Introduction

It said that Is data is the new oil but like oil, it can be hard to get. If you are a data scientist like me you know enough or the right data plays an important role in having unbiased models. Even though there are many sources of free data you might not be interested in the ones available. Sometimes you just want something different or want to automate the process, instead of downloading every time the site is updated you just the process to happen in the background. in this post, we will be going through how to scrape data using beautiful soup and requests. for our example, we will be scraping Wikipedia tables and saving them to a CSV using pandas which is also a Python Library.

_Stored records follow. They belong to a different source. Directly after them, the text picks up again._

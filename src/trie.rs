use crate::error::{DictionaryError, Result};
use crate::loader;
use crate::lookup::{self, CharCandidates, CharReading};
use std::collections::BTreeMap;
use std::path::PathBuf;
use std::sync::{Arc, Mutex, MutexGuard, OnceLock, PoisonError};

/// Compact dictionary bundled with the crate.
///
/// This is a small sample of a few dozen common characters and phrases, so
/// most real text reads as absent against it. Load a full table in the same
/// format with [`Trie::init_custom_path`], or `--dict` on the command line.
pub const DEFAULT_DICTIONARY: &str = include_str!("../data/jyutping.txt");

/// Where the shared trie comes from. `claimed` flips once construction has
/// started, after which the path can no longer change.
struct GlobalSource {
    path: Option<PathBuf>,
    claimed: bool,
}

static SOURCE: Mutex<GlobalSource> = Mutex::new(GlobalSource {
    path: None,
    claimed: false,
});
static GLOBAL: OnceLock<Arc<Trie>> = OnceLock::new();

fn lock_source() -> MutexGuard<'static, GlobalSource> {
    // the guarded state is two plain fields, still consistent after a panic
    SOURCE.lock().unwrap_or_else(PoisonError::into_inner)
}

/// Identity of a node. There is exactly one node per distinct character path,
/// so an id stands for the key spelled by that path.
#[derive(Debug, Clone, Copy, PartialEq, Eq, Hash, PartialOrd, Ord)]
pub struct NodeId(pub(crate) u32);

impl NodeId {
    pub const ROOT: NodeId = NodeId(0);

    pub(crate) fn index(self) -> usize {
        self.0 as usize
    }
}

#[derive(Debug, Default)]
pub struct TrieNode {
    pub children: BTreeMap<char, NodeId>,
    /// Readings for the key ending here, preferred first. Each reading holds one
    /// space-separated syllable group per character of the key.
    pub candidates: Option<Vec<String>>,
}

/// Read access to a character trie: walking paths and resolving the candidates
/// stored (or overridden) at a node.
pub trait Lexicon {
    fn child(&self, node: NodeId, ch: char) -> Option<NodeId>;

    fn candidates(&self, node: NodeId) -> Option<&[String]>;

    /// Node reached by following every character of `key` from the root.
    fn find(&self, key: &str) -> Option<NodeId> {
        key.chars()
            .try_fold(NodeId::ROOT, |node, ch| self.child(node, ch))
    }

    /// Candidates stored for exactly `key`.
    fn entry(&self, key: &str) -> Option<&[String]> {
        self.find(key).and_then(|node| self.candidates(node))
    }

    /// Longest-match lookup: one preferred reading (or none) per character.
    fn get(&self, text: &str) -> Vec<CharReading> {
        lookup::longest_match(self, text)
    }

    /// Every reading any dictionary match assigns to each character.
    fn get_all(&self, text: &str) -> Vec<CharCandidates> {
        lookup::all_candidates(self, text)
    }
}

/// Arena-backed prefix tree. Node 0 is the root.
#[derive(Debug)]
pub struct Trie {
    nodes: Vec<TrieNode>,
}

impl Default for Trie {
    fn default() -> Self {
        Self::new()
    }
}

impl Trie {
    pub fn new() -> Self {
        Self {
            nodes: vec![TrieNode::default()],
        }
    }

    /// Select a dictionary file to build the shared trie from.
    ///
    /// Must be called once, before the first [`Trie::global`]. Fails with
    /// `AlreadyInitialized` if a path was already chosen or construction of the
    /// shared trie has begun, even when that happens on another thread.
    pub fn init_custom_path(path: impl Into<PathBuf>) -> Result<()> {
        let mut source = lock_source();
        if source.claimed || source.path.is_some() {
            return Err(DictionaryError::AlreadyInitialized);
        }
        source.path = Some(path.into());
        Ok(())
    }

    /// The process-wide dictionary, built on first use.
    ///
    /// Concurrent first callers block until the single construction finishes.
    pub fn global() -> &'static Arc<Trie> {
        GLOBAL.get_or_init(|| {
            let path = {
                let mut source = lock_source();
                source.claimed = true;
                source.path.clone()
            };
            let trie = match path {
                Some(path) => loader::load_path(&path),
                None => loader::load(DEFAULT_DICTIONARY),
            };
            Arc::new(trie)
        })
    }

    /// Build a trie from `(key, reading)` pairs; the first reading seen for a key is preferred.
    pub fn from_entries<K, V>(entries: impl IntoIterator<Item = (K, V)>) -> Self
    where
        K: AsRef<str>,
        V: Into<String>,
    {
        let mut trie = Self::new();
        for (key, reading) in entries {
            trie.insert(key.as_ref(), reading);
        }
        trie
    }

    /// Add `reading` to `key`'s candidates unless it is already listed.
    pub fn insert(&mut self, key: &str, reading: impl Into<String>) {
        let node = key
            .chars()
            .fold(NodeId::ROOT, |node, ch| self.child_or_insert(node, ch));
        if node == NodeId::ROOT {
            return;
        }
        let reading = reading.into();
        let candidates = self.nodes[node.index()]
            .candidates
            .get_or_insert_with(Vec::new);
        if !candidates.contains(&reading) {
            candidates.push(reading);
        }
    }

    pub(crate) fn child_or_insert(&mut self, node: NodeId, ch: char) -> NodeId {
        if let Some(&child) = self.nodes[node.index()].children.get(&ch) {
            return child;
        }
        let child = NodeId(self.nodes.len() as u32);
        self.nodes.push(TrieNode::default());
        self.nodes[node.index()].children.insert(ch, child);
        child
    }

    pub(crate) fn push_candidate(&mut self, node: NodeId, reading: String) {
        self.nodes[node.index()]
            .candidates
            .get_or_insert_with(Vec::new)
            .push(reading);
    }

    pub fn node(&self, node: NodeId) -> Option<&TrieNode> {
        self.nodes.get(node.index())
    }

    /// Number of nodes, root included.
    pub fn len(&self) -> usize {
        self.nodes.len()
    }

    pub fn is_empty(&self) -> bool {
        self.nodes.len() == 1
    }

    /// Number of keys carrying at least one candidate.
    pub fn entry_count(&self) -> usize {
        self.nodes
            .iter()
            .filter(|node| node.candidates.as_ref().is_some_and(|c| !c.is_empty()))
            .count()
    }

    /// Length in characters of the longest key with candidates.
    pub fn max_key_length(&self) -> usize {
        fn walk(trie: &Trie, node: NodeId, depth: usize) -> usize {
            let here = match &trie.nodes[node.index()].candidates {
                Some(candidates) if !candidates.is_empty() => depth,
                _ => 0,
            };
            trie.nodes[node.index()]
                .children
                .values()
                .map(|&child| walk(trie, child, depth + 1))
                .fold(here, usize::max)
        }
        walk(self, NodeId::ROOT, 0)
    }
}

impl Lexicon for Trie {
    fn child(&self, node: NodeId, ch: char) -> Option<NodeId> {
        self.nodes.get(node.index())?.children.get(&ch).copied()
    }

    fn candidates(&self, node: NodeId) -> Option<&[String]> {
        self.nodes.get(node.index())?.candidates.as_deref()
    }
}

What Is A Web Scraping And Why Is It Important Web scraping is the process of automatically extracting data from websites. We write software programs to do this. We live in an information age where a lot of data is produced every minute, from social media, product reviews, news articles, e-commerce websites, stock prices/trends and so on. It is hard to keep up with the information. In most cases, we can’t just look at the data and find insights, you can’t keep switching between different applications for updates. Automating the process of information retrieval makes things easier, you can analyze your customer trends, find out when stock(even products on e-commerce like Amazon is available) drops or increases, get data from even websites that don’t allow copying and pasting actually you don’t have to even struggle copying and pasting. Such an exhausting process. The use cases of web scraping are a lot we can’t exhaust all of them.

Assumption

I assume you have basic knowledge about HTML and HTML tags. If you are not familiar with HTML tags check out w3school for a basic introduction.

Data To Extract

The first thing to do with web scraping is finding the website you want to get data from. In this post, we are going to extract List of national independence days data from Wikipedia. now that we know the website we are getting data from below are the steps we are going to follow :

Steps

  1. Inspecting the website and finding the desired data/tags. This step is the most important step if you want to master web scraping. The inspection involves looking at the HTML, finding tags.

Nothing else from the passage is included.